The council borrowed £ 50,000 in September 1922 for reconstruction of 130 chains [ 2.6km] of the street with concrete as well as bitumen and blue metal after the failure of resurfacing in 1916 and ’ 17, blamed in part on fast, motorised traffic.
Planners allowed for further change by reserving 10 feet [ 3m] in the centre of the road for garden beds, which could be converted into a tramway if needed.
Despite anxiety over the magnitude of the state government- guaranteed loan, aldermen generally accepted the demise of the city’s equine herd.
Ald R Thompson was among the few dissenters when the Flinders St scheme was discussed in April 1922, arguing that the extension of concrete roads in Sydney was being opposed by cabbies, “on account of the effect on their horses’ feet’’.
Concrete might be suitable in cold countries but not in a tropical climate, he said.
The council kept a team of 36 horses at its Rowes Bay stables in 1922.
But the resurfacing was backed by two prominent citizens – barrister Robert J Douglas and former council chairman of works Percy Willmett.
Mr Douglas, later a Supreme Court Judge, argued the council must prepare for increasingly heavy motor traffic on Flinders St between the post office and railway goods shed.
“Within a period of say the next five years, it can be anticipated Townsville will be all motor traffic,’’ he wrote in a letter to the editor of the Townsville Daily Bulletin published in July 1922.
“It would be a great mistake to find after a few years that the road put down was unable to withstand the traffic.’’
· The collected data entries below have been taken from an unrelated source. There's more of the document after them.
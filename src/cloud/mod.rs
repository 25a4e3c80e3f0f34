//! Cloud data-plane interaction module
//!
//! This module provides the request/poll/retry engine for talking to any cloud
//! resource endpoint addressed by URL path and API version.
//!
//! # Module Structure
//!
//! - [`auth`] - Token credential abstraction and bearer-token caching
//! - [`environment`] - Cloud service endpoint/audience tables
//! - [`pipeline`] - Per-service authenticated transport pipelines and their cache
//! - [`http`] - Request preparation, status validation and payload decoding
//! - [`poller`] - Long-running operation polling
//! - [`client`] - Main client for CRUD and action calls
//! - [`retry`] - Pattern-based retry decorator with exponential backoff
//!
//! # Example
//!
//! ```ignore
//! use dataplane_client::cloud::{ClientOptions, DataPlaneClient, DataPlaneRequester};
//! use dataplane_client::resource::ResourceId;
//!
//! async fn example(credential: Arc<dyn TokenCredential>) -> dataplane_client::Result<()> {
//!     let client = DataPlaneClient::new(ClientOptions::new(credential))?;
//!     let id = ResourceId::new("myvault.vault.azure.net/secrets/db", "7.4")?;
//!     let secret = client.get(&id, &CancellationToken::new()).await?;
//!     Ok(())
//! }
//! ```

pub mod auth;
pub mod client;
pub mod environment;
pub mod http;
pub mod pipeline;
pub mod poller;
pub mod retry;

pub use auth::{AccessToken, BearerTokenPolicy, StaticTokenCredential, TokenCredential};
pub use client::{ClientOptions, DataPlaneClient, DataPlaneRequester};
pub use environment::{CloudConfiguration, ServiceConfiguration, RESOURCE_MANAGER};
pub use http::decode_payload;
pub use pipeline::{Pipeline, PipelineCache, PipelineOptions, TransportOptions};
pub use poller::DEFAULT_POLL_FREQUENCY;
pub use retry::{ExponentialBackoff, ExponentialBackoffConfig, RetryPolicy, RetryableClient};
Numbers of licensed motor vehicles in the city had increased from five to 224 between 1910 and 1921. Presentday conveyances included 32 motor buses and 31 motor lorries.
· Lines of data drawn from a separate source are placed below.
//! Generic data-plane client
//!
//! Performs create-or-update, read, delete and custom action calls against any
//! cloud resource addressed by a URL path and an API version, driving
//! long-running operations to completion and optionally retrying transient
//! failures.

pub mod cloud;
pub mod config;
pub mod error;
pub mod resource;

/// Version injected at compile time via DATAPLANE_CLIENT_VERSION env var (set by CI/CD),
/// or the crate version for local builds.
pub const VERSION: &str = match option_env!("DATAPLANE_CLIENT_VERSION") {
    Some(v) => v,
    None => env!("CARGO_PKG_VERSION"),
};

pub use cloud::{
    ClientOptions, CloudConfiguration, DataPlaneClient, DataPlaneRequester, RetryPolicy,
    RetryableClient, StaticTokenCredential, TokenCredential,
};
pub use error::{Error, PollError, ResponseError, Result};
pub use resource::ResourceId;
Heavy motor lorries were gradually displacing horsedrawn lorries and heavy motor buses had already driven horse buses off the roads.
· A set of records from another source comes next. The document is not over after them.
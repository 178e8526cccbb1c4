//! The command model: commands and status fields derived from schema data.
//!
//! Built once at startup from the extracted [`SchemaDocument`]s and read-only
//! afterwards. Merging follows a first-wins policy:
//! - a name is registered the first time it is seen (discovery order is kept),
//! - each metadata slot keeps the first value any declaration provides; later
//!   declarations only fill slots that are still empty.

use crate::extract::{RpcDecl, SchemaDocument, StatusLeafDecl};
use serde::{Deserialize, Serialize};

/// How a command's arguments are written on the command line.
#[derive(Debug, Clone, Copy, Default, Serialize, Deserialize, PartialEq, Eq, Hash)]
#[serde(rename_all = "snake_case")]
pub enum ArgStyle {
    /// `key=value` tokens collapsed into a mapping.
    #[default]
    Kv,
    /// Raw tokens passed through unchanged.
    Positional,
}

impl ArgStyle {
    /// Parse a `cli-arg-style` tag. Anything other than `positional` behaves
    /// as key/value.
    pub fn from_tag(tag: &str, rpc: &str) -> Self {
        match tag.trim() {
            "positional" => ArgStyle::Positional,
            "kv" => ArgStyle::Kv,
            other => {
                tracing::warn!(rpc, tag = other, "unknown cli-arg-style; using kv");
                ArgStyle::Kv
            }
        }
    }

    pub fn as_str(self) -> &'static str {
        match self {
            ArgStyle::Kv => "kv",
            ArgStyle::Positional => "positional",
        }
    }
}

#[derive(Debug, Clone, Serialize, Deserialize, PartialEq, Eq)]
pub struct RpcCommand {
    pub name: String,
    pub description: Option<String>,
    pub handler: Option<String>,
    pub usage: Option<String>,
    pub arg_style: ArgStyle,
    pub input_params: Vec<String>,
    pub hidden: bool,
}

impl RpcCommand {
    /// Usage template, falling back to the bare command name.
    pub fn usage_or_name(&self) -> &str {
        self.usage.as_deref().unwrap_or(&self.name)
    }
}

#[derive(Debug, Clone, Serialize, Deserialize, PartialEq, Eq)]
pub struct StatusField {
    pub name: String,
    pub description: Option<String>,
    pub completions: Vec<String>,
    pub handler: Option<String>,
}

#[derive(Debug, Clone, Default, Serialize, Deserialize, PartialEq, Eq)]
pub struct CommandModel {
    commands: Vec<RpcCommand>,
    status_fields: Vec<StatusField>,
}

impl CommandModel {
    pub fn from_documents<I>(documents: I) -> Self
    where
        I: IntoIterator<Item = SchemaDocument>,
    {
        let mut rpcs: Vec<RpcDecl> = Vec::new();
        let mut leaves: Vec<StatusLeafDecl> = Vec::new();

        for doc in documents {
            for decl in doc.rpcs {
                match rpcs.iter_mut().find(|r| r.name == decl.name) {
                    Some(existing) => absorb_rpc(existing, decl),
                    None => rpcs.push(decl),
                }
            }
            for decl in doc.status_leaves {
                match leaves.iter_mut().find(|l| l.name == decl.name) {
                    Some(existing) => absorb_leaf(existing, decl),
                    None => leaves.push(decl),
                }
            }
        }

        Self {
            commands: rpcs.into_iter().map(RpcCommand::from).collect(),
            status_fields: leaves.into_iter().map(StatusField::from).collect(),
        }
    }

    pub fn is_empty(&self) -> bool {
        self.commands.is_empty() && self.status_fields.is_empty()
    }

    pub fn commands(&self) -> &[RpcCommand] {
        &self.commands
    }

    pub fn status_fields(&self) -> &[StatusField] {
        &self.status_fields
    }

    pub fn command(&self, name: &str) -> Option<&RpcCommand> {
        self.commands.iter().find(|c| c.name == name)
    }

    pub fn status_field(&self, name: &str) -> Option<&StatusField> {
        self.status_fields.iter().find(|f| f.name == name)
    }

    /// Commands that appear in help listings and top-level completion.
    pub fn visible_commands(&self) -> impl Iterator<Item = &RpcCommand> {
        self.commands.iter().filter(|c| !c.hidden)
    }
}

fn first_wins<T>(slot: &mut Option<T>, later: Option<T>) {
    if slot.is_none() {
        *slot = later;
    }
}

fn absorb_rpc(existing: &mut RpcDecl, later: RpcDecl) {
    first_wins(&mut existing.description, later.description);
    first_wins(&mut existing.handler, later.handler);
    first_wins(&mut existing.usage, later.usage);
    first_wins(&mut existing.arg_style, later.arg_style);
    first_wins(&mut existing.hidden, later.hidden);
    first_wins(&mut existing.input_params, later.input_params);
}

fn absorb_leaf(existing: &mut StatusLeafDecl, later: StatusLeafDecl) {
    first_wins(&mut existing.description, later.description);
    first_wins(&mut existing.completions, later.completions);
    first_wins(&mut existing.handler, later.handler);
}

impl From<RpcDecl> for RpcCommand {
    fn from(decl: RpcDecl) -> Self {
        Self {
            name: decl.name,
            description: decl.description,
            handler: decl.handler,
            usage: decl.usage,
            arg_style: decl.arg_style.unwrap_or_default(),
            input_params: decl.input_params.unwrap_or_default(),
            hidden: decl.hidden.unwrap_or(false),
        }
    }
}

impl From<StatusLeafDecl> for StatusField {
    fn from(decl: StatusLeafDecl) -> Self {
        Self {
            name: decl.name,
            description: decl.description,
            completions: decl.completions.unwrap_or_default(),
            handler: decl.handler,
        }
    }
}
Mr Willmett endorsed council’s decision to concrete between the post office and railway, based on having trav- elled on recently built concrete roads in Sydney – at Spit Junction and Double Bay.
“You and every citizen must admit that Flinders St has ... gone from bad to worse until at the present time its state on a dry day is deplorable and on a wet day disgusting,’’ he wrote to the Bulletin in a letter published in August 1922.
“I believe that if tarred metal was used in that section, knowing its faulty foundation, it would be a mass of potholes in a very short space of time.’’
Reconstruction was carried our gradually between 1923 and 1926, when the Bulletin reported work was nearing completion on drainage and garden plots in the Stanley St to Blackwood St section.
Horse- drawn carriages and motor vehicles share Flinders St, c. 1920.